__EXERCISE BRIEF__.
From the records that follow, copy every line in which "constants" appears.

───── EXTRACTED RECORDS

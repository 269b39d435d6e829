use std::fs;
use std::path::{Path, PathBuf};

use anyhow::{Context, Result};
use serde::Deserialize;

use super::cli::CliConfig;
use super::constants::{
    APP_DOT_FOLDER, CONFIG_FILE_NAME, DEFAULT_SEEN_TRACES_MAX_ENTRIES,
    DEFAULT_SEEN_TRACES_TTL_SECS,
};

// ============================================================================
// FILE CONFIG
// ============================================================================

/// Ingestion configuration section (from JSON config file)
#[derive(Debug, Default, Clone, Deserialize)]
pub struct IngestFileConfig {
    pub public_key: Option<String>,
    pub project_id: Option<String>,
}

/// Seen-traces cache configuration section (from JSON config file)
#[derive(Debug, Default, Clone, Deserialize)]
pub struct SeenTracesFileConfig {
    /// Maximum number of remembered trace IDs
    pub max_entries: Option<u64>,
    /// Time-to-live of a remembered trace ID in seconds (0 = no expiry)
    pub ttl_secs: Option<u64>,
}

/// File-based configuration (JSON)
#[derive(Debug, Default, Deserialize)]
pub struct FileConfig {
    pub ingest: Option<IngestFileConfig>,
    pub seen_traces: Option<SeenTracesFileConfig>,
    #[serde(flatten)]
    pub extra: serde_json::Value,
}

impl FileConfig {
    /// Load configuration from a JSON file
    fn load_from_file(path: &Path) -> Result<Self> {
        tracing::debug!(path = %path.display(), "Loading config file");
        let content = fs::read_to_string(path)
            .with_context(|| format!("Failed to read config file: {}", path.display()))?;
        let config: Self = serde_json::from_str(&content)
            .with_context(|| format!("Failed to parse config file: {}", path.display()))?;
        tracing::trace!(config = ?config, "Parsed config file");
        Ok(config)
    }

    /// Warn about unknown fields in the config
    fn warn_unknown_fields(&self) {
        if let serde_json::Value::Object(map) = &self.extra
            && !map.is_empty()
        {
            let keys_str: String = map
                .keys()
                .map(|k| k.as_str())
                .collect::<Vec<_>>()
                .join(", ");
            tracing::warn!(
                fields = %keys_str,
                "Unknown fields in config file (possible typos)"
            );
        }
    }

    /// Merge another FileConfig into this one (other takes precedence)
    fn merge(&mut self, other: FileConfig) {
        if let Some(ingest) = other.ingest {
            let current = self.ingest.get_or_insert_with(IngestFileConfig::default);
            if ingest.public_key.is_some() {
                current.public_key = ingest.public_key;
            }
            if ingest.project_id.is_some() {
                tracing::trace!(project_id = ?ingest.project_id, "Merging ingest.project_id");
                current.project_id = ingest.project_id;
            }
        }

        if let Some(seen) = other.seen_traces {
            let current = self
                .seen_traces
                .get_or_insert_with(SeenTracesFileConfig::default);
            if seen.max_entries.is_some() {
                tracing::trace!(max_entries = ?seen.max_entries, "Merging seen_traces.max_entries");
                current.max_entries = seen.max_entries;
            }
            if seen.ttl_secs.is_some() {
                tracing::trace!(ttl_secs = ?seen.ttl_secs, "Merging seen_traces.ttl_secs");
                current.ttl_secs = seen.ttl_secs;
            }
        }
    }
}

// ============================================================================
// RESOLVED CONFIG
// ============================================================================

/// Identity of the ingesting project, used for the SDK public-key check
#[derive(Debug, Clone, Default, PartialEq, Eq)]
pub struct IngestConfig {
    pub public_key: Option<String>,
    pub project_id: Option<String>,
}

/// Bounds of the shared seen-traces cache
#[derive(Debug, Clone, PartialEq, Eq)]
pub struct SeenTracesConfig {
    pub max_entries: u64,
    pub ttl_secs: u64,
}

impl Default for SeenTracesConfig {
    fn default() -> Self {
        Self {
            max_entries: DEFAULT_SEEN_TRACES_MAX_ENTRIES,
            ttl_secs: DEFAULT_SEEN_TRACES_TTL_SECS,
        }
    }
}

#[derive(Debug, Clone, Default)]
pub struct AppConfig {
    pub ingest: IngestConfig,
    pub seen_traces: SeenTracesConfig,
}

impl AppConfig {
    /// Load configuration from all sources
    ///
    /// Priority (lowest to highest):
    /// 1. Defaults
    /// 2. Profile directory config (~/.otel-ingest/otel-ingest.json)
    /// 3. Local directory config OR CLI-specified config path
    /// 4. CLI arguments (which include env var fallbacks via clap)
    pub fn load(cli: &CliConfig) -> Result<Self> {
        tracing::debug!("Loading application configuration");
        tracing::trace!(cli = ?cli, "CLI config");

        let mut file_config = FileConfig::default();
        let mut found_configs: Vec<String> = Vec::new();

        if let Some(profile_path) = get_profile_config_path()
            && profile_path.exists()
        {
            let profile_config = FileConfig::load_from_file(&profile_path)?;
            profile_config.warn_unknown_fields();
            file_config.merge(profile_config);
            found_configs.push(profile_path.display().to_string());
        }

        let overlay_path = if let Some(ref path) = cli.config {
            let expanded = expand_path(&path.to_string_lossy());
            if !expanded.exists() {
                anyhow::bail!("Config file not found: {}", expanded.display());
            }
            Some(expanded)
        } else {
            let local = PathBuf::from(CONFIG_FILE_NAME);
            if local.exists() { Some(local) } else { None }
        };

        if let Some(path) = overlay_path {
            let overlay_config = FileConfig::load_from_file(&path)?;
            overlay_config.warn_unknown_fields();
            file_config.merge(overlay_config);
            found_configs.push(path.display().to_string());
        }

        tracing::debug!(configs = ?found_configs, "Config files loaded");

        Ok(Self::layer(cli, file_config))
    }

    /// Layer configs: defaults -> file config -> CLI/env overrides
    fn layer(cli: &CliConfig, file_config: FileConfig) -> Self {
        let file_ingest = file_config.ingest.unwrap_or_default();
        let file_seen = file_config.seen_traces.unwrap_or_default();

        let ingest = IngestConfig {
            public_key: cli.public_key.clone().or(file_ingest.public_key),
            project_id: cli.project_id.clone().or(file_ingest.project_id),
        };

        let seen_traces = SeenTracesConfig {
            max_entries: cli
                .seen_traces_max_entries
                .or(file_seen.max_entries)
                .unwrap_or(DEFAULT_SEEN_TRACES_MAX_ENTRIES),
            ttl_secs: cli
                .seen_traces_ttl_secs
                .or(file_seen.ttl_secs)
                .unwrap_or(DEFAULT_SEEN_TRACES_TTL_SECS),
        };

        if ingest.public_key.is_none() {
            tracing::debug!("No public key configured; Langfuse SDK scopes will be rejected");
        }

        Self {
            ingest,
            seen_traces,
        }
    }
}

/// Get the profile config path (~/.otel-ingest/otel-ingest.json)
fn get_profile_config_path() -> Option<PathBuf> {
    dirs::home_dir().map(|h| h.join(APP_DOT_FOLDER).join(CONFIG_FILE_NAME))
}

/// Expand a leading `~` to the home directory
fn expand_path(path: &str) -> PathBuf {
    let path = path.trim();
    if path == "~" {
        dirs::home_dir().unwrap_or_else(|| PathBuf::from(path))
    } else if let Some(rest) = path.strip_prefix("~/") {
        dirs::home_dir()
            .map(|home| home.join(rest))
            .unwrap_or_else(|| PathBuf::from(path))
    } else {
        PathBuf::from(path)
    }
}

#[cfg(test)]
mod tests {
    use super::*;
    use std::io::Write;

    fn write_config(json: &str) -> tempfile::NamedTempFile {
        let mut file = tempfile::NamedTempFile::new().unwrap();
        file.write_all(json.as_bytes()).unwrap();
        file
    }

    #[test]
    fn test_file_config_parse_full() {
        let json = r#"{
            "ingest": { "public_key": "pk-lf-1", "project_id": "proj" },
            "seen_traces": { "max_entries": 10, "ttl_secs": 0 }
        }"#;
        let config: FileConfig = serde_json::from_str(json).unwrap();

        let ingest = config.ingest.as_ref().unwrap();
        assert_eq!(ingest.public_key.as_deref(), Some("pk-lf-1"));
        assert_eq!(ingest.project_id.as_deref(), Some("proj"));
        assert_eq!(config.seen_traces.as_ref().unwrap().max_entries, Some(10));
    }

    #[test]
    fn test_file_config_collects_unknown_fields() {
        let config: FileConfig = serde_json::from_str(r#"{"ingets": {}}"#).unwrap();
        assert!(config.extra.get("ingets").is_some());
    }

    #[test]
    fn test_merge_other_takes_precedence() {
        let mut base: FileConfig =
            serde_json::from_str(r#"{"ingest": {"public_key": "a", "project_id": "p"}}"#).unwrap();
        let overlay: FileConfig = serde_json::from_str(r#"{"ingest": {"public_key": "b"}}"#).unwrap();
        base.merge(overlay);
        let ingest = base.ingest.unwrap();
        assert_eq!(ingest.public_key.as_deref(), Some("b"));
        assert_eq!(ingest.project_id.as_deref(), Some("p"));
    }

    #[test]
    fn test_layer_defaults() {
        let config = AppConfig::layer(&CliConfig::default(), FileConfig::default());
        assert_eq!(config.seen_traces, SeenTracesConfig::default());
        assert_eq!(config.ingest, IngestConfig::default());
    }

    #[test]
    fn test_cli_overrides_file() {
        let file = write_config(
            r#"{"ingest": {"public_key": "from-file"}, "seen_traces": {"ttl_secs": 60}}"#,
        );
        let cli = CliConfig {
            config: Some(file.path().to_path_buf()),
            public_key: Some("from-cli".to_string()),
            ..Default::default()
        };
        let config = AppConfig::load(&cli).unwrap();
        assert_eq!(config.ingest.public_key.as_deref(), Some("from-cli"));
        assert_eq!(config.seen_traces.ttl_secs, 60);
        assert_eq!(
            config.seen_traces.max_entries,
            DEFAULT_SEEN_TRACES_MAX_ENTRIES
        );
    }

    #[test]
    fn test_missing_config_file_errors() {
        let cli = CliConfig {
            config: Some(PathBuf::from("/nonexistent/otel-ingest.json")),
            ..Default::default()
        };
        let err = AppConfig::load(&cli).unwrap_err();
        assert!(err.to_string().contains("Config file not found"));
    }

    #[test]
    fn test_invalid_config_file_errors_with_context() {
        let file = write_config("{ not json");
        let cli = CliConfig {
            config: Some(file.path().to_path_buf()),
            ..Default::default()
        };
        let err = AppConfig::load(&cli).unwrap_err();
        assert!(err.to_string().contains("Failed to parse config file"));
    }
}
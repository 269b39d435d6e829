//! Core application infrastructure

pub mod cli;
pub mod config;
pub mod constants;

pub use crate::app::CoreApp;
pub use cli::{CliConfig, Commands};
pub use config::{AppConfig, IngestConfig, SeenTracesConfig};
// =============================================================================
// Application Identity
// =============================================================================

/// Application name in title case (for display)
pub const APP_NAME: &str = "OTel Ingest";

/// Application name in lowercase (for log filters and identifiers)
pub const APP_NAME_LOWER: &str = "otel_ingest";

/// Unix-style dotfile folder name
pub const APP_DOT_FOLDER: &str = ".otel-ingest";

// =============================================================================
// Configuration Files
// =============================================================================

/// Config file name
pub const CONFIG_FILE_NAME: &str = "otel-ingest.json";

/// Environment variable for config file path
pub const ENV_CONFIG: &str = "OTEL_INGEST_CONFIG";

// =============================================================================
// Environment Variables - Logging
// =============================================================================

/// Environment variable for the log filter (takes precedence over RUST_LOG)
pub const ENV_LOG: &str = "OTEL_INGEST_LOG";

// =============================================================================
// Environment Variables - Ingestion
// =============================================================================

/// Environment variable for the ingesting project's public key
pub const ENV_PUBLIC_KEY: &str = "OTEL_INGEST_PUBLIC_KEY";

/// Environment variable for the ingesting project's ID
pub const ENV_PROJECT_ID: &str = "OTEL_INGEST_PROJECT_ID";

/// Environment variable for the seen-traces cache capacity
pub const ENV_SEEN_TRACES_MAX_ENTRIES: &str = "OTEL_INGEST_SEEN_TRACES_MAX_ENTRIES";

/// Environment variable for the seen-traces cache TTL in seconds
pub const ENV_SEEN_TRACES_TTL_SECS: &str = "OTEL_INGEST_SEEN_TRACES_TTL_SECS";

// =============================================================================
// Defaults
// =============================================================================

/// Default seen-traces cache capacity
pub const DEFAULT_SEEN_TRACES_MAX_ENTRIES: u64 = 100_000;

/// Default seen-traces TTL (1 hour). 0 disables expiry.
pub const DEFAULT_SEEN_TRACES_TTL_SECS: u64 = 3600;

/// Environment used when no attribute provides one
pub const DEFAULT_ENVIRONMENT: &str = "default";

// =============================================================================
// OTel Mapping
// =============================================================================

/// Scope name prefix identifying the native Langfuse SDKs
pub const LANGFUSE_SDK_SCOPE_PREFIX: &str = "langfuse-sdk";

/// Scope attribute carrying the SDK's public key
pub const SCOPE_PUBLIC_KEY_ATTR: &str = "public_key";

/// Numeric path segments at or above this are treated as object keys
pub const MAX_INDEXED_ARRAY_LEN: usize = 1024;

/// OTel `STATUS_CODE_ERROR`
pub const STATUS_CODE_ERROR: i32 = 2;
//! Ingestion event assembly
//!
//! Turns one span's resolved trace and observation updates into the ordered
//! events it contributes: an optional `trace-create`, then exactly one
//! observation event.

use serde_json::{Map, Value as JsonValue, json};

use super::dedup::TraceEmission;
use super::extract::EntityUpdate;
use crate::core::constants::{DEFAULT_ENVIRONMENT, STATUS_CODE_ERROR};
use crate::data::types::{
    IngestionEvent, InstrumentationScope, ObservationBody, ObservationKind, ObservationLevel,
    OtelSpan, TraceBody,
};
use crate::utils::otlp::{AttributeMap, decode_id};
use crate::utils::time::{decode_nano_timestamp, nano_timestamp_to_u64};

const SPAN_ATTRIBUTES_KEY: &str = "attributes";

/// Identity and timing decoded from the raw span
#[derive(Debug, Clone, PartialEq)]
pub struct SpanFacts {
    pub trace_id: String,
    pub span_id: String,
    pub parent_id: Option<String>,
    pub start_time: String,
    pub end_time: Option<String>,
    pub status_code: i32,
    pub status_message: Option<String>,
}

impl SpanFacts {
    /// Decode ids and timestamps. Spans without a trace or span id yield `None`.
    pub fn from_span(span: &OtelSpan) -> Option<Self> {
        let Some(trace_id) = decode_id(&span.trace_id) else {
            tracing::warn!(span_name = %span.name, "Skipping span without trace id");
            return None;
        };
        let Some(span_id) = decode_id(&span.span_id) else {
            tracing::warn!(span_name = %span.name, trace_id = %trace_id, "Skipping span without span id");
            return None;
        };

        let end_time = (nano_timestamp_to_u64(&span.end_time_unix_nano) > 0)
            .then(|| decode_nano_timestamp(&span.end_time_unix_nano));

        Some(Self {
            trace_id,
            span_id,
            parent_id: decode_id(&span.parent_span_id),
            start_time: decode_nano_timestamp(&span.start_time_unix_nano),
            end_time,
            status_code: span.status.code,
            status_message: span.status.message.clone().filter(|m| !m.is_empty()),
        })
    }
}

/// Everything resolved for one span before assembly
#[derive(Debug, Clone)]
pub struct ResolvedSpan {
    pub display_name: String,
    pub kind: ObservationKind,
    pub emission: TraceEmission,
    pub is_root: bool,
    pub trace: EntityUpdate,
    pub observation: EntityUpdate,
    pub metadata_seed: Map<String, JsonValue>,
}

/// Base metadata shared by the trace and observation of a span.
///
/// `span_attributes` is recorded for scopes that are not the native SDK,
/// whose attributes are otherwise only visible through mapped fields.
pub fn metadata_seed(
    resource_attributes: &AttributeMap,
    scope: &InstrumentationScope,
    span_attributes: Option<&AttributeMap>,
) -> Map<String, JsonValue> {
    let version = (!scope.version.is_empty()).then(|| scope.version.clone());
    let mut seed = Map::new();
    seed.insert(
        "resourceAttributes".to_string(),
        JsonValue::Object(resource_attributes.clone()),
    );
    seed.insert(
        "scope".to_string(),
        json!({ "name": scope.name, "version": version }),
    );
    if let Some(attrs) = span_attributes {
        seed.insert(SPAN_ATTRIBUTES_KEY.to_string(), JsonValue::Object(attrs.clone()));
    }
    seed
}

/// Assemble the events one span contributes, trace first.
pub fn assemble(facts: &SpanFacts, resolved: ResolvedSpan) -> Vec<IngestionEvent> {
    let mut events = Vec::with_capacity(2);
    if let Some(trace) = trace_event(facts, &resolved) {
        events.push(trace);
    }
    events.push(observation_event(facts, resolved));
    events
}

fn environment(update: &EntityUpdate) -> String {
    update
        .environment
        .clone()
        .filter(|env| !env.is_empty())
        .unwrap_or_else(|| DEFAULT_ENVIRONMENT.to_string())
}

/// Seed metadata overlaid with resolved metadata. Non-object metadata is kept
/// under a `metadata` key.
fn seeded_metadata(seed: &Map<String, JsonValue>, resolved: Option<&JsonValue>) -> JsonValue {
    let mut merged = seed.clone();
    match resolved {
        Some(JsonValue::Object(map)) => {
            for (key, value) in map {
                merged.insert(key.clone(), value.clone());
            }
        }
        Some(other) => {
            merged.insert("metadata".to_string(), other.clone());
        }
        None => {}
    }
    JsonValue::Object(merged)
}

fn trace_event(facts: &SpanFacts, resolved: &ResolvedSpan) -> Option<IngestionEvent> {
    let update = &resolved.trace;
    let body = match resolved.emission {
        TraceEmission::Skip => return None,
        TraceEmission::Shallow => TraceBody {
            id: facts.trace_id.clone(),
            timestamp: facts.start_time.clone(),
            environment: environment(update),
            ..Default::default()
        },
        TraceEmission::Full => {
            // Roots stand in for the trace's name and I/O unless set explicitly
            let fallback = resolved.is_root.then_some(&resolved.observation);
            let mut seed = resolved.metadata_seed.clone();
            if !resolved.is_root {
                seed.remove(SPAN_ATTRIBUTES_KEY);
            }
            TraceBody {
                id: facts.trace_id.clone(),
                timestamp: facts.start_time.clone(),
                environment: environment(update),
                name: update.name.clone().or_else(|| {
                    Some(resolved.display_name.clone())
                        .filter(|n| resolved.is_root && !n.is_empty())
                }),
                user_id: update.user_id.clone(),
                session_id: update.session_id.clone(),
                release: update.release.clone(),
                version: update.version.clone(),
                tags: update.tags.clone(),
                public: update.public,
                metadata: Some(seeded_metadata(&seed, update.metadata.as_ref())),
                input: update
                    .input
                    .clone()
                    .or_else(|| fallback.and_then(|obs| obs.input.clone())),
                output: update
                    .output
                    .clone()
                    .or_else(|| fallback.and_then(|obs| obs.output.clone())),
            }
        }
    };
    Some(IngestionEvent::trace(facts.start_time.clone(), body))
}

fn observation_event(facts: &SpanFacts, resolved: ResolvedSpan) -> IngestionEvent {
    let environment = environment(&resolved.observation);
    let metadata = seeded_metadata(&resolved.metadata_seed, resolved.observation.metadata.as_ref());
    let update = resolved.observation;

    let level = update.level.unwrap_or(if facts.status_code == STATUS_CODE_ERROR {
        ObservationLevel::Error
    } else {
        ObservationLevel::Default
    });

    let body = ObservationBody {
        id: facts.span_id.clone(),
        trace_id: facts.trace_id.clone(),
        parent_observation_id: facts.parent_id.clone(),
        name: Some(resolved.display_name).filter(|n| !n.is_empty()),
        start_time: facts.start_time.clone(),
        end_time: facts.end_time.clone(),
        environment,
        metadata,
        level,
        status_message: update.status_message.or_else(|| facts.status_message.clone()),
        version: update.version,
        model: update.model,
        model_parameters: update.model_parameters,
        usage_details: update.usage_details,
        cost_details: update.cost_details,
        prompt_name: update.prompt_name,
        prompt_version: update.prompt_version,
        completion_start_time: update.completion_start_time,
        input: update.input,
        output: update.output,
    };
    IngestionEvent::observation(resolved.kind, facts.start_time.clone(), body)
}
//! String utility functions

use serde_json::Value as JsonValue;

use super::json::value_to_string;

/// Parse a string that may be a JSON array or comma-separated values into a Vec<String>.
///
/// Handles:
/// - JSON arrays: `["a", "b", "c"]` (non-string elements are stringified)
/// - Comma-separated: `a, b, c`
/// - A single value: `a`
/// - Malformed JSON arrays: falls back to comma splitting
pub fn parse_string_array(value: &str) -> Vec<String> {
    let trimmed = value.trim();
    if trimmed.starts_with('[') {
        match serde_json::from_str::<Vec<JsonValue>>(trimmed) {
            Ok(items) => items.iter().filter_map(value_to_string).collect(),
            Err(_) => split_csv(trimmed.trim_matches(|c| c == '[' || c == ']')),
        }
    } else {
        split_csv(trimmed)
    }
}

fn split_csv(value: &str) -> Vec<String> {
    value
        .split(',')
        .map(|s| s.trim().trim_matches('"').to_string())
        .filter(|s| !s.is_empty())
        .collect()
}

/// Normalize a tag-like attribute value to a list of strings.
///
/// Native arrays are taken element-wise; strings go through
/// [`parse_string_array`]; other scalars become a single element.
pub fn string_list_from_value(value: &JsonValue) -> Vec<String> {
    match value {
        JsonValue::Array(items) => items.iter().filter_map(value_to_string).collect(),
        JsonValue::String(s) => parse_string_array(s),
        JsonValue::Null | JsonValue::Object(_) => Vec::new(),
        other => value_to_string(other).into_iter().collect(),
    }
}

#[cfg(test)]
mod tests {
    use super::*;
    use serde_json::json;

    #[test]
    fn test_parse_string_array_json() {
        assert_eq!(parse_string_array(r#"["2"]"#), vec!["2"]);
        assert_eq!(parse_string_array(r#"["a", "b"]"#), vec!["a", "b"]);
        assert_eq!(parse_string_array("[1, 2]"), vec!["1", "2"]);
    }

    #[test]
    fn test_parse_string_array_csv() {
        assert_eq!(parse_string_array("2,3,4"), vec!["2", "3", "4"]);
        assert_eq!(parse_string_array(" a , b ,, c "), vec!["a", "b", "c"]);
    }

    #[test]
    fn test_parse_string_array_single() {
        assert_eq!(parse_string_array("production"), vec!["production"]);
        assert!(parse_string_array("   ").is_empty());
    }

    #[test]
    fn test_parse_string_array_malformed_json() {
        assert_eq!(parse_string_array(r#"["a", "b""#), vec!["a", "b"]);
    }

    #[test]
    fn test_string_list_from_native_array() {
        assert_eq!(
            string_list_from_value(&json!(["2", "3", "4"])),
            vec!["2", "3", "4"]
        );
        assert_eq!(string_list_from_value(&json!([1, true])), vec!["1", "true"]);
    }

    #[test]
    fn test_string_list_from_scalar() {
        assert_eq!(string_list_from_value(&json!(5)), vec!["5"]);
        assert!(string_list_from_value(&json!(null)).is_empty());
    }
}
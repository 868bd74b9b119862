//! Household members: presence calendar plus the activities they perform.

use std::collections::BTreeSet;
use std::sync::Arc;

use rand::rngs::StdRng;
use rand::seq::SliceRandom;
use tracing::info;

use super::bitmap::Bitmap;
use super::scheduler::{ActivityScheduler, SchedulingStats};
use super::types::Trace;
use crate::devices::Appliance;
use crate::error::BindError;

/// A user with a presence bitmap and a set of scheduled activities.
///
/// The user owns its presence bitmap; activity schedulers only clear the
/// user-busy parts of committed instances in it.
#[derive(Debug, Clone)]
pub struct User {
    name: String,
    presence: Bitmap,
    activities: Vec<ActivityScheduler>,
}

impl User {
    pub fn new(name: &str, presence: Bitmap) -> Self {
        Self {
            name: name.to_string(),
            presence,
            activities: Vec::new(),
        }
    }

    pub fn name(&self) -> &str {
        &self.name
    }

    /// Seconds at which the user is still free.
    pub fn presence(&self) -> &Bitmap {
        &self.presence
    }

    pub fn add_activity(&mut self, activity: ActivityScheduler) {
        self.activities.push(activity);
    }

    pub fn activities(&self) -> &[ActivityScheduler] {
        &self.activities
    }

    /// Appliance types needed by any of the user's activities.
    pub fn required_appliances(&self) -> BTreeSet<String> {
        self.activities
            .iter()
            .flat_map(|a| a.activity().unique_appliances())
            .map(str::to_string)
            .collect()
    }

    /// Binds `appliance` to every activity that needs its type.
    ///
    /// # Returns
    ///
    /// Number of activities the appliance was bound to.
    ///
    /// # Errors
    ///
    /// Returns [`BindError::AlreadyBound`] if an activity already has an
    /// appliance of that type.
    pub fn bind_appliance(&mut self, appliance: &Arc<Appliance>) -> Result<usize, BindError> {
        let mut bound = 0;
        for scheduler in &mut self.activities {
            let activity = scheduler.activity_mut();
            if activity
                .unique_appliances()
                .contains(appliance.appliance_type())
            {
                activity.bind(Arc::clone(appliance))?;
                bound += 1;
            }
        }
        Ok(bound)
    }

    /// Synthesizes all activities of the user over the trace horizon.
    ///
    /// Activities are processed in a random order so long-running ones are
    /// not always squeezed out by the ones listed first.
    pub fn synthesize(&mut self, trace: &mut Trace, vary: bool, rng: &mut StdRng) -> SchedulingStats {
        trace.ensure_series(&self.name);

        let mut order: Vec<usize> = (0..self.activities.len()).collect();
        order.shuffle(rng);

        let mut stats = SchedulingStats::default();
        let count = order.len();
        for (i, idx) in order.into_iter().enumerate() {
            let scheduler = &mut self.activities[idx];
            info!(
                user = %self.name,
                activity = scheduler.activity().name(),
                index = i + 1,
                of = count,
                days = trace.horizon().days,
                "generating load signatures"
            );
            stats += scheduler.synthesize(&self.name, &mut self.presence, trace, vary, rng);
        }
        stats
    }
}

──────────

__RESULT FOR THIS TASK__.
use super::constants::{
pub mod constants;
use crate::core::constants::{DEFAULT_ENVIRONMENT, STATUS_CODE_ERROR};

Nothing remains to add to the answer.